Le médecin arrive dans la salle d'attente et me prend en charge. Julia nous suit sans demander l'autorisation au médecin et me fait sourire lorsqu'elle prend le fauteuil des mains du docteur. Nous passons dans un box où il m'ausculte et me pose des questions. Je lui dis tout ce qui m'arrive depuis ma déchirure musculaire, tous mes symptômes et la radio que je dois faire dans la semaine. Il m'annonce que nous allons la faire maintenant, Julia et moi montons en radiologie où je passe rapidement. J'attends mes résultats et nous redescendons voir le docteur qui s'occupe de moi. D'après lui, rien n'indique une déchirure, il me fait une ordonnance et me demande de faire un bilan sanguin à jeun demain matin. Il m'informe également qu'il passe le relais à un confrère le docteur Richard qui me recevra le surlendemain. Je le remercie et quitte l'hôpital avec Julia qui me ramène à la maison et propose de rester jusqu'à ce que Henne rentre. Je décline son offre, je suis exténuée et j'aimerais me reposer. Elle le comprend, mais m'informe :

— Après-demain, je t'emmène à ton rendez-vous !

Le ton qu'elle emploie m'indique que je ne peux refuser. Je souris et réponds :

— Très bien, si ça te plaît d'être mon taxi, pourquoi pas.

Aujourd'hui, Julia doit passer me prendre pour aller à mon rendez-vous avec mon nouveau médecin. Après son départ l'autre jour, je suis allée prendre un bain pour me détendre de cette journée forte en émotions. Après quoi, j'ai mangé rapidement avant de me plonger dans mon lit. Je n'ai pas entendu mon mari rentrer et quand je me suis réveillée, il était déjà parti comme ce matin, d'ailleurs.

Les heures passent rapidement, je profite des instants où les antidouleurs font effet pour ranger la maison et accomplir quelques tâches diverses.

Aux alentours de treize heures, je mange sur le pouce et file me préparer. L'hôpital n'est pas loin et Julia passe me chercher un quart d'heure avant mon rendez-vous. En arrivant dans l'enceinte du CHU, j'enregistre mon admission et nous nous rendons dans la salle d'attente du docteur Richard.
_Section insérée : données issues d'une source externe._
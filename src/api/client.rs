use super::{ApiError, ExternalPostOutcome, HealthStatus, Tweet};
use async_trait::async_trait;
use serde::{Deserialize, Serialize};
use std::time::Duration;
use tracing::{debug, warn};

/// The five operations the backend exposes. Kept behind a trait so the
/// app and stores can be exercised against a scripted stub in tests.
#[async_trait]
pub trait TweetService: Send + Sync {
    async fn generate(&self, prompt: &str) -> Result<Tweet, ApiError>;
    async fn list(&self) -> Result<Vec<Tweet>, ApiError>;
    async fn delete_by_id(&self, id: &str) -> Result<(), ApiError>;
    async fn post_external(&self, id: &str, content: &str)
        -> Result<ExternalPostOutcome, ApiError>;
    async fn health_check(&self) -> Result<HealthStatus, ApiError>;
}

/// HTTP implementation of [`TweetService`] against a configured base URL.
///
/// Performs no validation (callers validate before invoking) and no
/// caching (the collection store's job).
pub struct HttpTweetApi {
    base_url: String,
    client: reqwest::Client,
}

#[derive(Serialize)]
struct GenerateRequest<'a> {
    prompt: &'a str,
}

#[derive(Serialize)]
struct ExternalPostRequest<'a> {
    tweet_id: &'a str,
    content: &'a str,
}

#[derive(Debug, Deserialize)]
struct ExternalPostResponse {
    success: bool,
    external_id: Option<String>,
    message: Option<String>,
}

impl HttpTweetApi {
    pub fn new(base_url: &str, timeout: Duration) -> Self {
        let client = reqwest::Client::builder()
            .timeout(timeout)
            .user_agent(concat!("tweetgen/", env!("CARGO_PKG_VERSION")))
            .build()
            .unwrap_or_else(|_| reqwest::Client::new());

        Self {
            base_url: base_url.trim_end_matches('/').to_string(),
            client,
        }
    }

    fn url(&self, path: &str) -> String {
        format!("{}{}", self.base_url, path)
    }
}

#[async_trait]
impl TweetService for HttpTweetApi {
    async fn generate(&self, prompt: &str) -> Result<Tweet, ApiError> {
        debug!(%prompt, "generating tweet");
        let response = self
            .client
            .post(self.url("/generate-tweet"))
            .json(&GenerateRequest { prompt })
            .send()
            .await
            .map_err(ApiError::from_reqwest)?;

        let response = check_status(response).await?;
        response.json::<Tweet>().await.map_err(|e| {
            warn!(error = %e, "generate response did not decode as a tweet");
            ApiError::Malformed(e.to_string())
        })
    }

    async fn list(&self) -> Result<Vec<Tweet>, ApiError> {
        debug!("fetching tweet list");
        let response = self
            .client
            .get(self.url("/tweets"))
            .send()
            .await
            .map_err(ApiError::from_reqwest)?;

        let response = check_status(response).await?;
        let body = response.text().await.map_err(ApiError::from_reqwest)?;
        let value: serde_json::Value =
            serde_json::from_str(&body).map_err(|e| ApiError::Malformed(e.to_string()))?;
        Ok(normalize_tweet_list(value))
    }

    async fn delete_by_id(&self, id: &str) -> Result<(), ApiError> {
        debug!(%id, "deleting tweet");
        let response = self
            .client
            .delete(self.url(&format!("/tweets/{}", urlencoding::encode(id))))
            .send()
            .await
            .map_err(ApiError::from_reqwest)?;

        if response.status() == reqwest::StatusCode::NOT_FOUND {
            warn!(%id, "tweet already gone on the server");
            return Err(ApiError::NotFound);
        }
        check_status(response).await?;
        Ok(())
    }

    async fn post_external(
        &self,
        id: &str,
        content: &str,
    ) -> Result<ExternalPostOutcome, ApiError> {
        debug!(%id, "forwarding tweet to external service");
        let response = self
            .client
            .post(self.url("/post-to-external"))
            .json(&ExternalPostRequest {
                tweet_id: id,
                content,
            })
            .send()
            .await
            .map_err(ApiError::from_reqwest)?;

        let response = check_status(response).await?;
        let wire = response
            .json::<ExternalPostResponse>()
            .await
            .map_err(|e| ApiError::Malformed(e.to_string()))?;
        outcome_from_wire(wire)
    }

    async fn health_check(&self) -> Result<HealthStatus, ApiError> {
        let response = self
            .client
            .get(self.url("/health"))
            .send()
            .await
            .map_err(ApiError::from_reqwest)?;

        let response = check_status(response).await?;
        response
            .json::<HealthStatus>()
            .await
            .map_err(|e| ApiError::Malformed(e.to_string()))
    }
}

/// Pass 2xx responses through; turn anything else into a typed error,
/// pulling the FastAPI-style `detail` message out of the body when present.
async fn check_status(response: reqwest::Response) -> Result<reqwest::Response, ApiError> {
    let status = response.status();
    if status.is_success() {
        return Ok(response);
    }
    let body = response.text().await.unwrap_or_default();
    let message = extract_detail(&body).unwrap_or_else(|| {
        status
            .canonical_reason()
            .unwrap_or("request failed")
            .to_string()
    });
    warn!(status = status.as_u16(), %message, "request failed");
    Err(ApiError::from_status(status, message))
}

fn extract_detail(body: &str) -> Option<String> {
    let value: serde_json::Value = serde_json::from_str(body).ok()?;
    let detail = value.get("detail")?.as_str()?;
    if detail.is_empty() {
        None
    } else {
        Some(detail.to_string())
    }
}

/// Normalize the `/tweets` payload: a body that is valid JSON but not an
/// array becomes the empty list, and array elements that do not decode as
/// tweets are skipped, so a misbehaving server never propagates a type
/// error into the view layer.
fn normalize_tweet_list(value: serde_json::Value) -> Vec<Tweet> {
    match value {
        serde_json::Value::Array(elements) => elements
            .into_iter()
            .filter_map(|element| match serde_json::from_value::<Tweet>(element) {
                Ok(tweet) => Some(tweet),
                Err(e) => {
                    warn!(error = %e, "skipping malformed tweet in list response");
                    None
                }
            })
            .collect(),
        other => {
            warn!(kind = %json_kind(&other), "tweet list response was not an array");
            Vec::new()
        }
    }
}

fn json_kind(value: &serde_json::Value) -> &'static str {
    match value {
        serde_json::Value::Null => "null",
        serde_json::Value::Bool(_) => "bool",
        serde_json::Value::Number(_) => "number",
        serde_json::Value::String(_) => "string",
        serde_json::Value::Array(_) => "array",
        serde_json::Value::Object(_) => "object",
    }
}

fn outcome_from_wire(wire: ExternalPostResponse) -> Result<ExternalPostOutcome, ApiError> {
    if wire.success {
        Ok(ExternalPostOutcome {
            external_id: wire.external_id,
            message: wire.message,
        })
    } else {
        Err(ApiError::Rejected(wire.message.unwrap_or_else(|| {
            "The external service declined the post.".to_string()
        })))
    }
}

#[cfg(test)]
mod tests {
    use super::*;
    use serde_json::json;

    #[test]
    fn test_base_url_trailing_slash_trimmed() {
        let api = HttpTweetApi::new("http://localhost:8000/", Duration::from_secs(5));
        assert_eq!(api.url("/tweets"), "http://localhost:8000/tweets");
    }

    #[test]
    fn test_url_joins_path() {
        let api = HttpTweetApi::new("http://localhost:8000", Duration::from_secs(5));
        assert_eq!(api.url("/health"), "http://localhost:8000/health");
    }

    #[test]
    fn test_normalize_tweet_list_parses_array() {
        let value = json!([
            {"id": "1", "prompt": "p", "content": "c", "created_at": "2024-01-01T00:00:00Z"}
        ]);
        let tweets = normalize_tweet_list(value);
        assert_eq!(tweets.len(), 1);
        assert_eq!(tweets[0].id, "1");
        assert_eq!(tweets[0].content, "c");
    }

    #[test]
    fn test_normalize_tweet_list_non_array_is_empty() {
        assert!(normalize_tweet_list(json!({"detail": "oops"})).is_empty());
        assert!(normalize_tweet_list(json!("nope")).is_empty());
        assert!(normalize_tweet_list(json!(null)).is_empty());
    }

    #[test]
    fn test_normalize_tweet_list_skips_bad_elements() {
        let value = json!([
            {"id": 1, "prompt": "p", "content": "c", "created_at": "2024-01-01T00:00:00Z"},
            {"id": 2, "prompt": "missing the rest"},
            {"id": 3, "prompt": "q", "content": "d", "created_at": "2024-02-01T00:00:00Z"}
        ]);
        let tweets = normalize_tweet_list(value);
        assert_eq!(tweets.len(), 2);
        assert_eq!(tweets[0].id, "1");
        assert_eq!(tweets[1].id, "3");
    }

    #[test]
    fn test_normalize_tweet_list_preserves_server_order() {
        let value = json!([
            {"id": "9", "prompt": "a", "content": "x", "created_at": "2024-03-01T00:00:00Z"},
            {"id": "2", "prompt": "b", "content": "y", "created_at": "2024-01-01T00:00:00Z"}
        ]);
        let tweets = normalize_tweet_list(value);
        let ids: Vec<&str> = tweets.iter().map(|t| t.id.as_str()).collect();
        assert_eq!(ids, vec!["9", "2"]);
    }

    #[test]
    fn test_extract_detail_from_fastapi_body() {
        assert_eq!(
            extract_detail(r#"{"detail": "Tweet not found"}"#),
            Some("Tweet not found".to_string())
        );
    }

    #[test]
    fn test_extract_detail_missing_or_unparseable() {
        assert_eq!(extract_detail("not json"), None);
        assert_eq!(extract_detail(r#"{"other": 1}"#), None);
        assert_eq!(extract_detail(r#"{"detail": ""}"#), None);
    }

    #[test]
    fn test_outcome_success_carries_external_id() {
        let outcome = outcome_from_wire(ExternalPostResponse {
            success: true,
            external_id: Some("ext-1".to_string()),
            message: None,
        })
        .unwrap();
        assert_eq!(outcome.external_id.as_deref(), Some("ext-1"));
    }

    #[test]
    fn test_outcome_rejection_uses_server_message() {
        let err = outcome_from_wire(ExternalPostResponse {
            success: false,
            external_id: None,
            message: Some("content too long".to_string()),
        })
        .unwrap_err();
        assert_eq!(err, ApiError::Rejected("content too long".to_string()));
    }

    #[test]
    fn test_outcome_rejection_without_message_gets_fallback() {
        let err = outcome_from_wire(ExternalPostResponse {
            success: false,
            external_id: None,
            message: None,
        })
        .unwrap_err();
        assert!(matches!(err, ApiError::Rejected(_)));
    }
}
— Tu as parlé à Henne ? s'enquit mon amie.

— Non, nous nous sommes à peine croisés.

Elle acquiesce et j'ajoute :

— Ma foi, ce soir, j'aurai plus d'informations à lui donner.

— Vu comme ça, répond-elle en souriant.

Le docteur m'appelle, Julia m'accompagne sans demander un quelconque accord. Je ne dis rien, au contraire, sa présence me rassure et me fait du bien. Nous nous asseyons face à l'homme d'une bonne cinquantaine d'années. Le sommet de son crâne est dégarni tandis que les côtés sont parsemés de cheveux couleur poivre et sel. Avec ses lunettes rondes et sa bouche pincée, il me fait penser aux illustrations de tortues que l'on trouve parfois dans les livres pour enfant.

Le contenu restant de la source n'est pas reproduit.